• TASK GOAL
For the records that follow, work out how many lines include "NewResource" and give only that count.

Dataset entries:
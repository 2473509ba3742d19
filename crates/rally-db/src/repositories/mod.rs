//! Repository implementations using `SQLite`.
//!
//! These implementations encapsulate all SQL queries and database access.
//! The `SqlitePool` is confined to this module and never exposed through
//! the port trait signatures.

mod row_mappers;
mod sqlite_deployment_repository;
mod sqlite_resource_repository;
mod sqlite_task_repository;
mod sqlite_verification_repository;
mod sqlite_worker_repository;

pub use sqlite_deployment_repository::SqliteDeploymentRepository;
pub use sqlite_resource_repository::SqliteResourceRepository;
pub use sqlite_task_repository::SqliteTaskRepository;
pub use sqlite_verification_repository::SqliteVerificationRepository;
pub use sqlite_worker_repository::SqliteWorkerRepository;
impl Migrator {
    /// A migrator over the built-in revision chain.
    pub fn new(pool: SqlitePool) -> Self {
        Self {
            pool,
            chain: RevisionChain::from_validated(versions::all()),
        }
    }

    /// A migrator over a custom chain.
    pub const fn with_chain(pool: SqlitePool, chain: RevisionChain) -> Self {
        Self { pool, chain }
    }

    pub const fn chain(&self) -> &RevisionChain {
        &self.chain
    }

    /// The revision stamped on the database, `None` if unversioned.
    pub async fn current_revision(&self) -> Result<Option<String>, MigrationError> {
        let mut conn = self.pool.acquire().await?;
        read_stamp(&mut conn).await
    }

    /// Upgrade to `target` (default `head`).
    ///
    /// An unversioned database that already holds the legacy tables is
    /// stamped with the baseline first. An empty one gets the baseline
    /// applied like any other revision.
    pub async fn upgrade(&self, target: Option<&str>) -> Result<(), MigrationError> {
        let target_name = target.unwrap_or("head");
        let Target::At(target) = self.chain.resolve(target_name)? else {
            return Err(MigrationError::InvalidTarget {
                operation: "upgrade",
                current: describe(self.current_revision().await?.as_deref()),
                target: target_name.to_string(),
            });
        };

        let current = match self.current_position().await? {
            Target::Base if self.has_legacy_schema().await? => {
                info!(
                    revision = self.chain.base(),
                    "Unversioned database with existing schema; stamping baseline"
                );
                self.write_stamp(Some(self.chain.base())).await?;
                Target::At(0)
            }
            position => position,
        };

        if Target::At(target) < current {
            return Err(MigrationError::InvalidTarget {
                operation: "upgrade",
                current: describe(self.chain.id_at(current)),
                target: target_name.to_string(),
            });
        }

        let start = match current {
            Target::Base => 0,
            Target::At(index) => index + 1,
        };
        if start > target {
            debug!(revision = self.chain.head(), "Database already at target revision");
            return Ok(());
        }

        for index in start..=target {
            if let Some(revision) = self.chain.get(index) {
                self.apply(revision, Step::Up).await?;
            }
        }
        Ok(())
    }

    /// Downgrade to `target` (a revision id or `base`).
    pub async fn downgrade(&self, target: &str) -> Result<(), MigrationError> {
        let resolved = self.chain.resolve(target)?;
        let current = self.current_position().await?;

        if resolved > current {
            return Err(MigrationError::InvalidTarget {
                operation: "downgrade",
                current: describe(self.chain.id_at(current)),
                target: target.to_string(),
            });
        }

        let Target::At(mut index) = current else {
            return Ok(());
        };
        loop {
            if Target::At(index) == resolved {
                break;
            }
            if let Some(revision) = self.chain.get(index) {
                self.apply(revision, Step::Down).await?;
            }
            if index == 0 {
                break;
            }
            index -= 1;
        }
        Ok(())
    }

    /// Record `revision` (an id, `head` or `base`) without running anything.
    pub async fn stamp(&self, revision: &str) -> Result<(), MigrationError> {
        let resolved = self.chain.resolve(revision)?;
        let id = self.chain.id_at(resolved);
        self.write_stamp(id).await?;
        info!(revision = id.unwrap_or("base"), "Database stamped");
        Ok(())
    }

    /// Create the head schema directly on a fresh database and stamp it.
    pub async fn create_from_models(&self) -> Result<(), MigrationError> {
        if let Some(current) = self.current_revision().await? {
            return Err(MigrationError::AlreadyVersioned(current));
        }

        let mut conn = self.pool.acquire().await?;
        let mut tx = conn.begin().await?;
        schema::create_head_schema(&mut tx).await?;
        write_stamp(&mut tx, Some(self.chain.head())).await?;
        tx.commit().await?;

        info!(revision = self.chain.head(), "Schema created from models");
        Ok(())
    }

    /// Drop every table, including the revision table.
    pub async fn drop_schema(&self) -> Result<(), MigrationError> {
        warn!("Dropping the whole database schema");
        let mut conn = self.pool.acquire().await?;
        set_foreign_keys(&mut conn, false).await?;
        let result = drop_tables(&mut conn).await;
        set_foreign_keys(&mut conn, true).await?;
        result
    }

    // ─── internals ──────────────────────────────────────────────────────────

    async fn current_position(&self) -> Result<Target, MigrationError> {
        match self.current_revision().await? {
            None => Ok(Target::Base),
            Some(id) => self
                .chain
                .position(&id)
                .map(Target::At)
                .ok_or(MigrationError::UnknownRevision(id)),
        }
    }

    async fn has_legacy_schema(&self) -> Result<bool, MigrationError> {
        let mut conn = self.pool.acquire().await?;
        schema::table_exists(&mut conn, "deployments").await
    }

    async fn write_stamp(&self, revision: Option<&str>) -> Result<(), MigrationError> {
        let mut conn = self.pool.acquire().await?;
        let mut tx = conn.begin().await?;
        write_stamp(&mut tx, revision).await?;
        tx.commit().await?;
        Ok(())
    }

    /// Run one revision step and move the stamp in the same transaction.
    async fn apply(&self, revision: &dyn Revision, step: Step) -> Result<(), MigrationError> {
        let (new_stamp, verb) = match step {
            Step::Up => (Some(revision.id()), "Upgrading"),
            Step::Down => (revision.down_revision(), "Downgrading"),
        };
        info!(
            revision = revision.id(),
            message = revision.message(),
            "{verb} database schema"
        );

        // The pragma is a no-op inside a transaction, so it is toggled around
        // the step and restored even when the step fails.
        let mut conn = self.pool.acquire().await?;
        set_foreign_keys(&mut conn, false).await?;
        let result = run_step(&mut conn, revision, step, new_stamp).await;
        set_foreign_keys(&mut conn, true).await?;
        result
    }
}
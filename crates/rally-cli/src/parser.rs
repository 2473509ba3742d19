//! Main CLI parser and top-level argument handling.

use clap::Parser;

use crate::commands::Commands;

/// Out-of-band management of the rally database.
#[derive(Parser)]
#[command(name = "rally-manage")]
#[command(about = "Manage the rally database schema")]
#[command(version)]
pub struct Cli {
    /// Database URL, e.g. sqlite:///var/lib/rally/rally.sqlite
    #[arg(long = "database-url", env = "RALLY_DATABASE_URL", global = true)]
    pub database_url: Option<String>,

    /// Enable verbose/debug output
    #[arg(short = 'v', long = "verbose", global = true)]
    pub verbose: bool,

    #[command(subcommand)]
    pub command: Commands,
}
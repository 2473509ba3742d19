//! Resource repository trait definition.

use async_trait::async_trait;

use super::RepositoryError;
use crate::domain::{NewResource, Resource};

/// Repository for deployment resources.
#[async_trait]
pub trait ResourceRepository: Send + Sync {
    /// Persist a new resource.
    async fn create(&self, resource: NewResource) -> Result<Resource, RepositoryError>;

    /// All resources of a deployment, optionally filtered by provider and type.
    async fn list(
        &self,
        deployment_uuid: &str,
        provider_name: Option<&str>,
        resource_type: Option<&str>,
    ) -> Result<Vec<Resource>, RepositoryError>;

    /// Delete a resource by id.
    ///
    /// Returns `Err(RepositoryError::NotFound)` if the resource doesn't exist.
    async fn delete(&self, id: i64) -> Result<(), RepositoryError>;
}
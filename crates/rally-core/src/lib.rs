//! Core domain types and port definitions for the rally database layer.
//!
//! This crate holds everything that does not depend on a storage engine:
//!
//! - [`domain`] - tasks, deployments, resources, verifications and workers
//! - [`ports`] - repository traits and the shared error taxonomy
//! - [`credentials`] - schema-validated credential bags
//! - [`config`] - database connection configuration
//!
//! The `SQLite` implementation of the ports lives in `rally-db`.

#![deny(unused_crate_dependencies)]

pub mod config;
pub mod credentials;
pub mod domain;
pub mod ports;

// Re-export commonly used types for convenience
pub use config::{ConfigError, DatabaseConfig, default_database_path};
pub use credentials::{
    CredentialKind, Credentials, CredentialsError, GenericCredentials, OpenStackCredentials,
};
pub use domain::{
    DEFAULT_DEPLOYMENT_TYPE, Deployment, DeploymentCredentials, DeploymentStatus, DeploymentUpdate,
    NewDeployment, NewResource, NewTask, NewWorker, Resource, Task, TaskDetailed, TaskResult,
    TaskStatus, TaskUpdate, Verification, VerificationResult, VerificationStatus,
    VerificationUpdate, Worker, generate_uuid,
};
pub use ports::{
    CoreError, DeploymentRepository, EntityKind, Repos, RepositoryError, ResourceRepository,
    TaskRepository, VerificationRepository, WorkerRepository,
};
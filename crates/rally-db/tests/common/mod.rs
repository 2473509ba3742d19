//! Shared helpers for `rally-db` integration tests.

#![allow(dead_code)]

use rally_core::DatabaseConfig;
use sqlx::SqlitePool;
use tempfile::TempDir;

/// A file-backed database in its own temporary directory.
pub struct FileDb {
    pub pool: SqlitePool,
    _dir: TempDir,
}

pub async fn file_db() -> FileDb {
    let dir = tempfile::tempdir().unwrap();
    let config = DatabaseConfig::for_path(&dir.path().join("rally.sqlite"));
    let pool = rally_db::connect(&config).await.unwrap();
    FileDb { pool, _dir: dir }
}

/// Insert a deployment row shaped like the baseline schema.
pub async fn insert_legacy_deployment(
    pool: &SqlitePool,
    uuid: &str,
    name: &str,
    admin: Option<&str>,
    users: &str,
) {
    sqlx::query(
        "INSERT INTO deployments (uuid, name, config, admin, users, status, created_at, updated_at)
         VALUES (?, ?, '{\"type\": \"ExistingCloud\"}', ?, ?, 'deploy->finished',
                 '2016-03-01T10:00:00+00:00', '2016-03-01T10:00:00+00:00')",
    )
    .bind(uuid)
    .bind(name)
    .bind(admin)
    .bind(users)
    .execute(pool)
    .await
    .unwrap();
}

pub async fn insert_legacy_task(pool: &SqlitePool, uuid: &str, deployment_uuid: &str) {
    sqlx::query(
        "INSERT INTO tasks (uuid, status, verification_log, deployment_uuid, created_at, updated_at)
         VALUES (?, 'finished', '[]', ?, '2016-03-01T10:00:00+00:00', '2016-03-01T10:00:00+00:00')",
    )
    .bind(uuid)
    .bind(deployment_uuid)
    .execute(pool)
    .await
    .unwrap();
}

pub async fn column_names(pool: &SqlitePool, table: &str) -> Vec<String> {
    sqlx::query_as::<_, (String,)>("SELECT name FROM pragma_table_info(?)")
        .bind(table)
        .fetch_all(pool)
        .await
        .unwrap()
        .into_iter()
        .map(|(name,)| name)
        .collect()
}
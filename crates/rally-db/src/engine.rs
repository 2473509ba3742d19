//! Process-wide database engine.
//!
//! The engine is a single `SqlitePool` built on first use from the active
//! [`DatabaseConfig`]. Construction happens under a mutex, so concurrent
//! first callers observe the same pool. [`reset_engine`] drops the cached
//! pool so the next [`engine`] call rebuilds it.

use std::str::FromStr;
use std::sync::{Mutex, MutexGuard};

use rally_core::{ConfigError, DatabaseConfig};
use sqlx::SqlitePool;
use sqlx::sqlite::{SqliteConnectOptions, SqliteJournalMode, SqlitePoolOptions};
use thiserror::Error;
use tracing::{debug, info};

/// Errors raised while building or configuring the engine.
#[derive(Debug, Error)]
pub enum EngineError {
    #[error(transparent)]
    Config(#[from] ConfigError),

    #[error("Invalid database URL '{url}': {reason}")]
    InvalidUrl { url: String, reason: String },

    #[error("Failed to connect to database: {0}")]
    Connect(#[from] sqlx::Error),

    #[error("The database engine needs a running Tokio runtime")]
    NoRuntime,
}

struct EngineState {
    config: Option<DatabaseConfig>,
    pool: Option<SqlitePool>,
}

static ENGINE: Mutex<EngineState> = Mutex::new(EngineState {
    config: None,
    pool: None,
});

fn lock() -> MutexGuard<'static, EngineState> {
    // A panic while holding the lock cannot leave the state half-written.
    ENGINE
        .lock()
        .unwrap_or_else(std::sync::PoisonError::into_inner)
}

/// Connection options for `config`, with foreign keys enforced.
pub fn connect_options(config: &DatabaseConfig) -> Result<SqliteConnectOptions, EngineError> {
    let options = SqliteConnectOptions::from_str(&config.url).map_err(|e| {
        EngineError::InvalidUrl {
            url: config.url.clone(),
            reason: e.to_string(),
        }
    })?;

    let options = options
        .foreign_keys(true)
        .busy_timeout(config.busy_timeout);

    // In-memory databases cannot use WAL.
    if config.url.contains(":memory:") || config.url.contains("mode=memory") {
        Ok(options)
    } else {
        Ok(options.journal_mode(SqliteJournalMode::Wal))
    }
}

/// Build a lazily connecting pool for `config`.
///
/// The pool spawns its maintenance tasks on the current Tokio runtime, so
/// calling this outside one fails with [`EngineError::NoRuntime`].
pub fn build_pool(config: &DatabaseConfig) -> Result<SqlitePool, EngineError> {
    let options = connect_options(config)?;
    if tokio::runtime::Handle::try_current().is_err() {
        return Err(EngineError::NoRuntime);
    }
    Ok(SqlitePoolOptions::new()
        .max_connections(config.max_connections)
        .connect_lazy_with(options))
}

/// Connect eagerly, failing fast when the database cannot be opened.
pub async fn connect(config: &DatabaseConfig) -> Result<SqlitePool, EngineError> {
    let options = connect_options(config)?;
    let pool = SqlitePoolOptions::new()
        .max_connections(config.max_connections)
        .connect_with(options)
        .await?;
    Ok(pool)
}

/// The shared pool, built on first use.
///
/// Without a prior [`configure_engine`] call, configuration is resolved
/// from the environment.
pub fn engine() -> Result<SqlitePool, EngineError> {
    let mut state = lock();
    if let Some(pool) = &state.pool {
        return Ok(pool.clone());
    }

    let config = match &state.config {
        Some(config) => config.clone(),
        None => {
            let config = DatabaseConfig::from_env()?;
            state.config = Some(config.clone());
            config
        }
    };

    let pool = build_pool(&config)?;
    info!(url = %config.url, "Database engine created");
    state.pool = Some(pool.clone());
    Ok(pool)
}

/// Drop the cached engine so the next [`engine`] call rebuilds it.
///
/// The old pool is closed before this returns, so handles cloned from it
/// (including repositories built by [`crate::RepoFactory::backend`]) fail
/// from then on.
pub async fn reset_engine() {
    let pool = lock().pool.take();
    if let Some(pool) = pool {
        debug!("Closing database engine");
        pool.close().await;
    }
}

/// Replace the engine configuration and drop the cached engine.
pub async fn configure_engine(config: DatabaseConfig) {
    let pool = {
        let mut state = lock();
        state.config = Some(config);
        state.pool.take()
    };
    if let Some(pool) = pool {
        pool.close().await;
    }
}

• SOLUTION BELOW
3